NAMASIGUE, Honduras -- A group of experts from the Inter-American Program of Judicial Facilitators of the Organization of American States (OAS) this week attended the events where the first two judicial facilitators in Honduras were appointed, less than two weeks after the Hemispheric Organization and the Supreme Court of Justice (CSJ) of this Central American country signed a cooperation agreement.
The first two designations in Honduras took place on October 23 in the town of Namasigue, in the department of Choluteca. The first appointment took place in the village of Santa Ana, where a community assembly considered three candidates and finally elected 42-year-old Víctor Emmanuel Ovando Guido.
The second appointment took place in the village of San Agustín, which designated 30-year-old Rosibel Bertothy Blandin, for the post. A total of 95 people participated in both events, mostly women, community leaders, youth, and technical personnel from the OAS Inter-American Program of Judicial Facilitators.
These were the first appointments made following the signing on October 16 of a cooperation agreement between the OAS and the Honduran Supreme Court of Justice, by which the Central American country joined the Judicial Facilitators’ Program.
The agreement aims to improve the Honduran justice system by extending access to it through a National Service of Judicial Facilitators, whose participants -- community leaders -- are designated to perform the tasks entrusted to them by judges; to help citizens access the justice system bodies; to prevent conflicts; and to promote legal literacy.
The introduction of the facilitators in Honduras is part of the CSJ 2011-2016 Strategic Plan, which includes programs that favor access to justice. The aim of the program in Honduras is to have full implementation with 1,200 facilitators at the national level and 500 justice operators integrated into the Service.
The Facilitators’ Program began in 2007 and already incorporates six countries in the region, including: Argentina, Guatemala, Nicaragua, Panamá, Paraguay, and now Honduras. Spain, Italy, Sweden, and the Netherlands, permanent observer countries to the OAS, are partners in the program and contribute to its functioning.
The main objective of the program is to reinforce access to justice for citizens who live in rural, isolated areas, establishing a service with national coverage, administered by the corresponding judiciary. The service has resulted in thousands of mediations, negotiations, and advice, which has contributed to a significant reduction in conflict and crime. Added to this, the program contributes to spreading legal literacy among the population which it reaches.
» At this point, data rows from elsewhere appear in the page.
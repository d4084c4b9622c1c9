//! Page stores wired through `AppState` against a mock backend.

mod common;

use std::sync::Arc;
use std::sync::atomic::{AtomicUsize, Ordering};

use axum::Json;
use axum::Router;
use axum::extract::{Path, RawQuery, State};
use axum::http::StatusCode;
use axum::response::{IntoResponse, Response};
use axum::routing::get;
use ikuyo::config::Config;
use ikuyo::constants::storage::SEARCH_STATE_KEY;
use ikuyo::state::AppState;
use ikuyo::storage::{MemoryStorage, SessionStorage};
use ikuyo::stores::search::LIBRARY_PATH;
use ikuyo::stores::{LoadState, Location};
use serde_json::json;

use common::{ok, serve, subject};

#[derive(Clone, Default)]
struct Counters {
    calendar: Arc<AtomicUsize>,
}

async fn subject_route(Path(id): Path<u32>) -> Response {
    if id == 2 {
        return (StatusCode::NOT_FOUND, Json(json!({ "detail": "Subject not found" }))).into_response();
    }
    ok(subject(id)).into_response()
}

fn api(counters: Counters) -> Router {
    Router::new()
        .route(
            "/bangumi/calendar",
            get(|State(counters): State<Counters>| async move {
                counters.calendar.fetch_add(1, Ordering::SeqCst);
                ok(json!([{
                    "weekday": { "en": "Fri", "cn": "星期五", "ja": "金耀日", "id": 5 },
                    "items": [subject(1), subject(3)]
                }]))
            }),
        )
        .route("/bangumi/subjects/{id}", get(subject_route))
        .route(
            "/bangumi/subjects/{id}/episodes",
            get(|| async {
                ok(json!({
                    "data": [
                        { "id": 11, "type": 0, "sort": 1, "ep": 1, "name": "Ep 1" },
                        { "id": 12, "type": 0, "sort": 2, "ep": 2, "name": "Ep 2" },
                        { "id": 13, "type": 3, "sort": 1, "name": "ED" }
                    ],
                    "total": 3, "limit": 1000, "offset": 0
                }))
            }),
        )
        .route(
            "/animes/{id}/episodes/availability",
            get(|Path(id): Path<u32>| async move {
                if id == 1 {
                    ok(json!({
                        "bangumi_id": 1,
                        "episodes": { "1": { "available": true, "resource_count": 4 } }
                    }))
                    .into_response()
                } else {
                    (StatusCode::NOT_FOUND, Json(json!({ "detail": "No data" }))).into_response()
                }
            }),
        )
        .route(
            "/animes/search",
            get(|RawQuery(query): RawQuery| async move {
                let page: u32 = query
                    .as_deref()
                    .and_then(|q| q.split('&').find_map(|kv| kv.strip_prefix("page=")))
                    .and_then(|p| p.parse().ok())
                    .unwrap_or(1);
                ok(json!({
                    "bangumi_ids": [1, 2, 3],
                    "pagination": {
                        "current_page": page, "per_page": 12, "total": 30,
                        "total_pages": 3, "has_next": page < 3, "has_prev": page > 1
                    }
                }))
            }),
        )
        .with_state(counters)
}

async fn app() -> (AppState, Arc<MemoryStorage>, Counters) {
    let counters = Counters::default();
    let base = serve(api(counters.clone())).await;

    let mut config = Config::default();
    config.api.base_url = base;
    config.feedback.toast_duration_ms = 30_000;
    let storage = Arc::new(MemoryStorage::new());
    let state = AppState::with_storage(config, storage.clone()).expect("app state");
    (state, storage, counters)
}

#[tokio::test]
async fn calendar_is_cached_between_views() {
    let (state, _, counters) = app().await;

    let home = state.home_store();
    let calendar = home.load_calendar(false).await.expect("calendar");
    assert_eq!(calendar[0].items.len(), 2);
    home.flush();

    let revisit = state.home_store();
    assert!(revisit.restore());
    assert!(revisit.is_cache_valid());
    revisit.load_calendar(false).await.expect("calendar");
    assert_eq!(counters.calendar.load(Ordering::SeqCst), 1);

    revisit.load_calendar(true).await.expect("calendar");
    assert_eq!(counters.calendar.load(Ordering::SeqCst), 2);
}

#[tokio::test]
async fn search_survives_a_detail_round_trip() {
    let (state, storage, _) = app().await;

    let search = state.search_store();
    search.set_query("frieren");
    search.perform_search(1).await.expect("search");
    let ids: Vec<u32> = search.results().iter().map(|item| item.id).collect();
    assert_eq!(ids, vec![1, 3]);
    assert_eq!(state.feedback.toasts().len(), 1);

    assert!(search.go_to_page(2).await.expect("page 2"));
    assert_eq!(search.pagination().current_page, 2);
    search.flush();
    assert!(storage.get(SEARCH_STATE_KEY).is_some());

    state
        .navigation
        .record_detail_visit("/anime/3", Some(LIBRARY_PATH), &Location::new("/anime/3"));
    let back = state.search_store();
    assert!(back.restore_from_storage(&Location::new(LIBRARY_PATH)));
    assert_eq!(back.query(), "frieren");
    assert_eq!(back.pagination().current_page, 2);

    let fresh = state.search_store();
    assert!(!fresh.restore_from_storage(&Location::new(LIBRARY_PATH)));
    assert!(storage.get(SEARCH_STATE_KEY).is_none());
}

#[tokio::test]
async fn detail_loads_without_availability_silently() {
    let (state, _, _) = app().await;

    let detail = state.detail_store();
    detail.fetch_all(3).await.expect("detail");
    assert_eq!(detail.load_state(), LoadState::Ready);
    assert_eq!(detail.main_episodes().len(), 2);
    assert!(detail.availability().is_none());
    assert!(state.feedback.toasts().is_empty());

    detail.fetch_all(1).await.expect("detail");
    assert!(detail.has_resource());
    let first = &detail.main_episodes()[0];
    assert_eq!(
        detail
            .availability()
            .and_then(|a| a.for_episode(first))
            .map(|ep| ep.resource_count),
        Some(4)
    );
}

#[tokio::test]
async fn missing_subject_fails_detail_with_one_toast() {
    let (state, _, _) = app().await;

    let detail = state.detail_store();
    assert!(detail.fetch_all(2).await.is_err());
    assert!(detail.load_state().error().is_some());
    assert_eq!(state.feedback.toasts().len(), 1);
}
In addition, the program has contributed to democratic governance, improving levels of access to justice, and to poverty reduction through a mechanism that encourages substantive citizen participation regarding access to justice. The creation of a service of judicial facilitators in countries with poverty and limited access to justice helps increase social cohesion in marginalized populations and improve the performance of the national justice bodies.